Trimming is a must for breeds such as the Poodle, Bichon Frise, and Cocker Spaniel. These breeds have a lot of hair that grows and needs grooming regularly. The bikini, continental, standard puppy, or standard kennel clip are ideal haircuts for dogs like these.
Most groomers refer to general haircuts as puppy clips or kennel clips because dog grooming is personalized.
The kennel clip is most commonly used on poodles, although other dog breeds with similar fur textures can also use it. A scissored topknot and poofy tail pompon trim the face, feet, and tail.
Most dogs were kenneled during the offseason and required a shorter, lower-maintenance route. The kennel cut was born as a result. During the sweltering summer months, the kennel cut is one of the most fabulous haircuts for dogs.
For example, Schnauzers, Wirehaired Fox Terriers, and West Highland Terriers will require expert trimming to satisfy breed requirements. The harsh wire coat on these canines needs to get removed to meet the show’s aesthetic requirements. In addition, hair threads become wiry after being stripped.

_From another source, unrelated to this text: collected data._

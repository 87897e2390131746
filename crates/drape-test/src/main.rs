/// Offline runner for the surface property battery.
///
/// Audits a parameter snapshot (or a built-in preset) and exits non-zero
/// when any check fails.

use anyhow::{bail, Context, Result};
use clap::Parser;
use drape_core::audit::{run_property_audit, AuditReport};
use drape_core::SurfaceParameters;
use log::info;

#[derive(Parser, Debug)]
#[command(name = "drape-test", about = "Surface property battery runner")]
struct Args {
    /// Path to a parameter snapshot JSON file to audit.
    #[arg(short, long)]
    input: Option<String>,

    /// Built-in preset to audit when no input is given.
    #[arg(short, long, default_value = "fabric")]
    preset: String,

    /// Audit every built-in preset, every reset group and a sweep of times.
    #[arg(long)]
    batch: bool,

    /// Print the reports as JSON instead of text.
    #[arg(long)]
    json: bool,
}

fn main() -> Result<()> {
    env_logger::Builder::from_env(env_logger::Env::default().default_filter_or("info")).init();
    let args = Args::parse();

    let cases = if args.batch {
        batch_cases()
    } else if let Some(path) = &args.input {
        let json = std::fs::read_to_string(path).with_context(|| format!("reading {path}"))?;
        let params = SurfaceParameters::from_json(&json).with_context(|| format!("parsing {path}"))?;
        vec![(path.clone(), params)]
    } else {
        let params = SurfaceParameters::preset(&args.preset)
            .with_context(|| format!("unknown preset `{}` (fabric | water)", args.preset))?;
        vec![(args.preset.clone(), params)]
    };

    let mut failed = Vec::new();
    let mut reports = Vec::new();
    for (name, params) in &cases {
        info!("Auditing {name}");
        let report = run_property_audit(params);
        if !report.passed() {
            failed.push(name.clone());
        }
        if !args.json {
            print_report(name, &report);
        }
        reports.push(serde_json::json!({ "case": name, "report": report }));
    }

    if args.json {
        println!("{}", serde_json::to_string_pretty(&reports)?);
    }

    if !failed.is_empty() {
        bail!("{} of {} cases failed: {}", failed.len(), cases.len(), failed.join(", "));
    }
    eprintln!("All {} cases passed.", cases.len());
    Ok(())
}

fn batch_cases() -> Vec<(String, SurfaceParameters)> {
    let mut cases = Vec::new();
    for preset in ["fabric", "water"] {
        let Some(base) = SurfaceParameters::preset(preset) else { continue };
        for t in [0.0f32, 1.0, 12.5, 600.0] {
            cases.push((format!("{preset}@t={t}"), base.at_time(t)));
        }

        let resets: [(&str, fn(&mut SurfaceParameters)); 5] = [
            ("movement", SurfaceParameters::reset_movement),
            ("appearance", SurfaceParameters::reset_appearance),
            ("lighting", SurfaceParameters::reset_lighting),
            ("colors", SurfaceParameters::reset_colors),
            ("colorCenters", SurfaceParameters::reset_color_centers),
        ];
        for (group, reset) in resets {
            let mut p = base.clone();
            reset(&mut p);
            cases.push((format!("{preset}+reset:{group}"), p));
        }

        let mut flat = base.clone();
        flat.waves.small_wave_iterations = 0;
        cases.push((format!("{preset}+no-ripples"), flat));
    }
    cases
}

fn print_report(name: &str, report: &AuditReport) {
    println!("── {name}");
    for check in &report.checks {
        let mark = if check.passed { "PASS" } else { "FAIL" };
        println!("  {mark}  {:<32} {}", check.name, check.detail);
    }
}
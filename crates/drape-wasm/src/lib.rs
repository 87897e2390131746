use std::fmt::Display;

use drape_core::audit::run_property_audit;
use drape_core::environment::EnvironmentPreset;
use drape_core::frame::{render_frame, FrameSettings};
use drape_core::grid::{evaluate_surface, PlaneGrid, REFERENCE_SEGMENTS};
use drape_core::params::keys::KEYS;
use drape_core::pbr::TextureSlot;
use drape_core::{ParamValue, SurfaceParameters, SurfaceShader, Texture};
use js_sys::{Array, Float32Array, Uint32Array, Uint8ClampedArray};
use wasm_bindgen::prelude::*;

#[wasm_bindgen(start)]
pub fn init() {
    console_error_panic_hook::set_once();
}

fn js_err(context: &str, e: impl Display) -> JsValue {
    JsValue::from_str(&format!("{context}: {e}"))
}

/// One surface instance driven from JavaScript.
///
/// The host owns the animation clock and calls `set_time` before reading
/// geometry or rendering; everything else is a parameter write.
#[wasm_bindgen]
pub struct SurfaceEngine {
    params: SurfaceParameters,
    shader: SurfaceShader,
    grid: PlaneGrid,
    background: [f32; 3],
}

#[wasm_bindgen]
impl SurfaceEngine {
    /// `variant` is `"fabric"` or `"water"`.
    #[wasm_bindgen(constructor)]
    pub fn new(variant: &str) -> Result<SurfaceEngine, JsValue> {
        let params = SurfaceParameters::preset(variant)
            .ok_or_else(|| JsValue::from_str(&format!("Unknown variant: {variant}")))?;
        log::info!("SurfaceEngine created ({variant})");
        Ok(Self {
            params,
            shader: SurfaceShader::new(),
            grid: PlaneGrid::default(),
            background: [0.0; 3],
        })
    }

    // ── Parameters ───────────────────────────────────────────────────────

    #[wasm_bindgen(js_name = setParam)]
    pub fn set_param(&mut self, key: &str, value: JsValue) -> Result<(), JsValue> {
        let value: ParamValue =
            serde_wasm_bindgen::from_value(value).map_err(|e| js_err("Invalid value", e))?;
        self.params.set(key, value).map_err(|e| js_err("setParam", e))
    }

    #[wasm_bindgen(js_name = getParam)]
    pub fn get_param(&self, key: &str) -> Result<JsValue, JsValue> {
        let value = self.params.get(key).map_err(|e| js_err("getParam", e))?;
        serde_wasm_bindgen::to_value(&value).map_err(|e| js_err("getParam", e))
    }

    #[wasm_bindgen(js_name = paramKeys)]
    pub fn param_keys() -> Array {
        KEYS.iter().map(|k| JsValue::from_str(k)).collect()
    }

    #[wasm_bindgen(js_name = paramsJson)]
    pub fn params_json(&self) -> Result<String, JsValue> {
        self.params.to_json().map_err(|e| js_err("paramsJson", e))
    }

    /// Replace every parameter from a JSON snapshot. Loaded textures are kept;
    /// their gates and strengths come from the snapshot.
    #[wasm_bindgen(js_name = loadParamsJson)]
    pub fn load_params_json(&mut self, json: &str) -> Result<(), JsValue> {
        let mut next = SurfaceParameters::from_json(json).map_err(|e| js_err("Invalid params", e))?;
        next.adopt_assets_from(&self.params);
        self.params = next;
        Ok(())
    }

    /// `"movement"`, `"appearance"`, `"lighting"`, `"colors"` or `"colorCenters"`.
    pub fn reset(&mut self, group: &str) -> Result<(), JsValue> {
        match group {
            "movement" => self.params.reset_movement(),
            "appearance" => self.params.reset_appearance(),
            "lighting" => {
                self.params.reset_lighting();
                self.background = [0.0; 3];
            }
            "colors" => self.params.reset_colors(),
            "colorCenters" => self.params.reset_color_centers(),
            other => return Err(JsValue::from_str(&format!("Unknown reset group: {other}"))),
        }
        Ok(())
    }

    #[wasm_bindgen(js_name = setTime)]
    pub fn set_time(&mut self, seconds: f32) {
        self.params.time = seconds;
    }

    #[wasm_bindgen(js_name = setBackground)]
    pub fn set_background(&mut self, hex: &str) -> Result<(), JsValue> {
        let c = drape_core::color::parse_hex(hex).map_err(|e| js_err("setBackground", e))?;
        self.background = c.to_array();
        Ok(())
    }

    // ── Textures ─────────────────────────────────────────────────────────

    /// Attach RGBA8 pixels to `"diffuseMap"`, `"normalMap"` or
    /// `"aoRoughMetalMap"`. The diffuse map is sRGB-encoded, the others are
    /// linear data. A rejected upload leaves the slot empty and its gate off.
    #[wasm_bindgen(js_name = loadTexture)]
    pub fn load_texture(&mut self, slot: &str, width: usize, height: usize, rgba: &[u8]) -> Result<(), JsValue> {
        let decoded = if slot == "diffuseMap" {
            Texture::from_srgba8(width, height, rgba)
        } else {
            Texture::from_rgba8(width, height, rgba)
        };
        self.slot_mut(slot)?.attach(slot, decoded).map_err(|e| js_err("loadTexture", e))
    }

    #[wasm_bindgen(js_name = clearTexture)]
    pub fn clear_texture(&mut self, slot: &str) -> Result<(), JsValue> {
        self.slot_mut(slot)?.detach();
        Ok(())
    }

    #[wasm_bindgen(js_name = setEnvironmentPreset)]
    pub fn set_environment_preset(&mut self, name: &str) -> Result<(), JsValue> {
        let preset: EnvironmentPreset = name.parse().map_err(|e| js_err("setEnvironmentPreset", e))?;
        self.params.select_environment(preset);
        Ok(())
    }

    /// Use an uploaded sRGB equirectangular image as the environment.
    #[wasm_bindgen(js_name = loadEnvironmentMap)]
    pub fn load_environment_map(&mut self, width: usize, height: usize, rgba: &[u8]) -> Result<(), JsValue> {
        let map = Texture::from_srgba8(width, height, rgba).map_err(|e| js_err("loadEnvironmentMap", e))?;
        self.params.lighting.environment.set_custom_map(map);
        Ok(())
    }

    // ── Geometry ─────────────────────────────────────────────────────────

    /// Square grid resolution; the reference is 512.
    #[wasm_bindgen(js_name = setSegments)]
    pub fn set_segments(&mut self, segments: usize) {
        self.grid = PlaneGrid::new(2.0, 2.0, segments, segments);
    }

    #[wasm_bindgen(js_name = defaultSegments)]
    pub fn default_segments() -> usize {
        REFERENCE_SEGMENTS
    }

    /// Displaced positions, xyz per vertex.
    pub fn positions(&self) -> Float32Array {
        let mesh = evaluate_surface(&self.grid, &self.params);
        let flat: Vec<f32> = mesh.positions.iter().flat_map(|p| p.to_array()).collect();
        Float32Array::from(&flat[..])
    }

    /// Unit normals, xyz per vertex.
    pub fn normals(&self) -> Float32Array {
        let mesh = evaluate_surface(&self.grid, &self.params);
        let flat: Vec<f32> = mesh.normals.iter().flat_map(|n| n.to_array()).collect();
        Float32Array::from(&flat[..])
    }

    pub fn uvs(&self) -> Float32Array {
        let uvs: Vec<f32> = (0..self.grid.rows())
            .flat_map(|row| (0..self.grid.columns()).map(move |col| (row, col)))
            .flat_map(|(row, col)| self.grid.vertex(row, col).1.to_array())
            .collect();
        Float32Array::from(&uvs[..])
    }

    pub fn indices(&self) -> Uint32Array {
        Uint32Array::from(&self.grid.indices()[..])
    }

    // ── Output ───────────────────────────────────────────────────────────

    /// Render the current state into RGBA8 pixels (row 0 at the top).
    #[wasm_bindgen(js_name = renderFrame)]
    pub fn render_frame(&self, width: usize, height: usize) -> Uint8ClampedArray {
        let settings = FrameSettings {
            background: self.background.into(),
            ..FrameSettings::with_size(width, height)
        };
        let frame = render_frame(&self.shader, &self.params, &settings);
        Uint8ClampedArray::from(&frame.pixels[..])
    }

    /// Named pass/fail results of the surface property checks.
    pub fn audit(&self) -> Result<JsValue, JsValue> {
        let report = run_property_audit(&self.params);
        serde_wasm_bindgen::to_value(&report).map_err(|e| js_err("audit", e))
    }
}

impl SurfaceEngine {
    fn slot_mut(&mut self, slot: &str) -> Result<&mut TextureSlot, JsValue> {
        let pbr = &mut self.params.pbr;
        match slot {
            "diffuseMap" => Ok(&mut pbr.diffuse),
            "normalMap" => Ok(&mut pbr.normal),
            "aoRoughMetalMap" => Ok(&mut pbr.ao_rough_metal),
            other => Err(JsValue::from_str(&format!("Unknown texture slot: {other}"))),
        }
    }
}

#[cfg(test)]
mod tests {
    use super::*;
    use wasm_bindgen_test::*;

    #[wasm_bindgen_test]
    fn unknown_variant_is_rejected() {
        assert!(SurfaceEngine::new("velvet").is_err());
    }

    #[wasm_bindgen_test]
    fn set_then_get_round_trips_through_js() {
        let mut engine = SurfaceEngine::new("fabric").unwrap();
        engine.set_param("drape", JsValue::from_f64(0.25)).unwrap();
        let v: ParamValue = serde_wasm_bindgen::from_value(engine.get_param("drape").unwrap()).unwrap();
        assert_eq!(v, ParamValue::Number(0.25));
    }

    #[wasm_bindgen_test]
    fn bad_texture_upload_leaves_gate_off() {
        let mut engine = SurfaceEngine::new("water").unwrap();
        assert!(engine.load_texture("normalMap", 2, 2, &[0u8; 3]).is_err());
        assert_eq!(engine.params.get("useNormalTexture").unwrap(), ParamValue::Bool(false));
    }

    #[wasm_bindgen_test]
    fn snapshot_gate_overrides_loaded_texture_gate() {
        let mut engine = SurfaceEngine::new("water").unwrap();
        engine.load_texture("diffuseMap", 1, 1, &[255, 255, 255, 255]).unwrap();
        engine
            .load_params_json(r#"{ "diffuseMap": { "enabled": false, "strength": 0.25 } }"#)
            .unwrap();
        assert!(engine.params.pbr.diffuse.has_texture());
        assert_eq!(engine.params.get("useDiffuseTexture").unwrap(), ParamValue::Bool(false));
        assert_eq!(engine.params.get("diffuseStrength").unwrap(), ParamValue::Number(0.25));
    }

    #[wasm_bindgen_test]
    fn lighting_reset_restores_black_background() {
        let mut engine = SurfaceEngine::new("fabric").unwrap();
        engine.set_background("#336699").unwrap();
        engine.reset("lighting").unwrap();
        assert_eq!(engine.background, [0.0; 3]);
    }

    #[wasm_bindgen_test]
    fn frame_and_mesh_sizes() {
        let mut engine = SurfaceEngine::new("fabric").unwrap();
        engine.set_segments(4);
        assert_eq!(engine.positions().length(), 25 * 3);
        assert_eq!(engine.indices().length(), 4 * 4 * 6);
        assert_eq!(engine.render_frame(8, 4).length(), 8 * 4 * 4);
    }
}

This is perfect for pet owners who want their dog to resemble the breed standard as closely as possible. If your dog isn’t a show dog, you can get them clipped for the summer by their groomer. Clipping the coat softens and silkens the fur. Your vision and your dog’s needs determine the summer cut for dogs.
The Final Say
Contrary to common opinion, shaving your long-haired dog (or cat) will not keep them cooler during the hot summer months.
Unlike humans, dogs and cats do not have an extensive network of blood arteries and sweat glands designed to remove body heat in hot weather. Although dogs’ footpads do include sweat glands, these glands play a minor role in total thermoregulation.
Despite their lack of sweat glands, dogs and cats have an extraordinary capacity to evaporate significant volumes of water from their lungs and airways. As a result, water transports heat away from the body when they pant.
Shaving your dog or cat for the summer can make them more susceptible to sunburn and heat exhaustion/heat stroke. Good air circulation through the hair happens through well-brushed and mat-free coats, which can have a cooling effect in and of itself.
On the other hand, matted, untidy hair coats suffocate air circulation and contribute little to body cooling. Finally, a Golden Retriever summer cut is not advisable, whether in summer or not. You will leave the skin bare, exposing them to many dangers.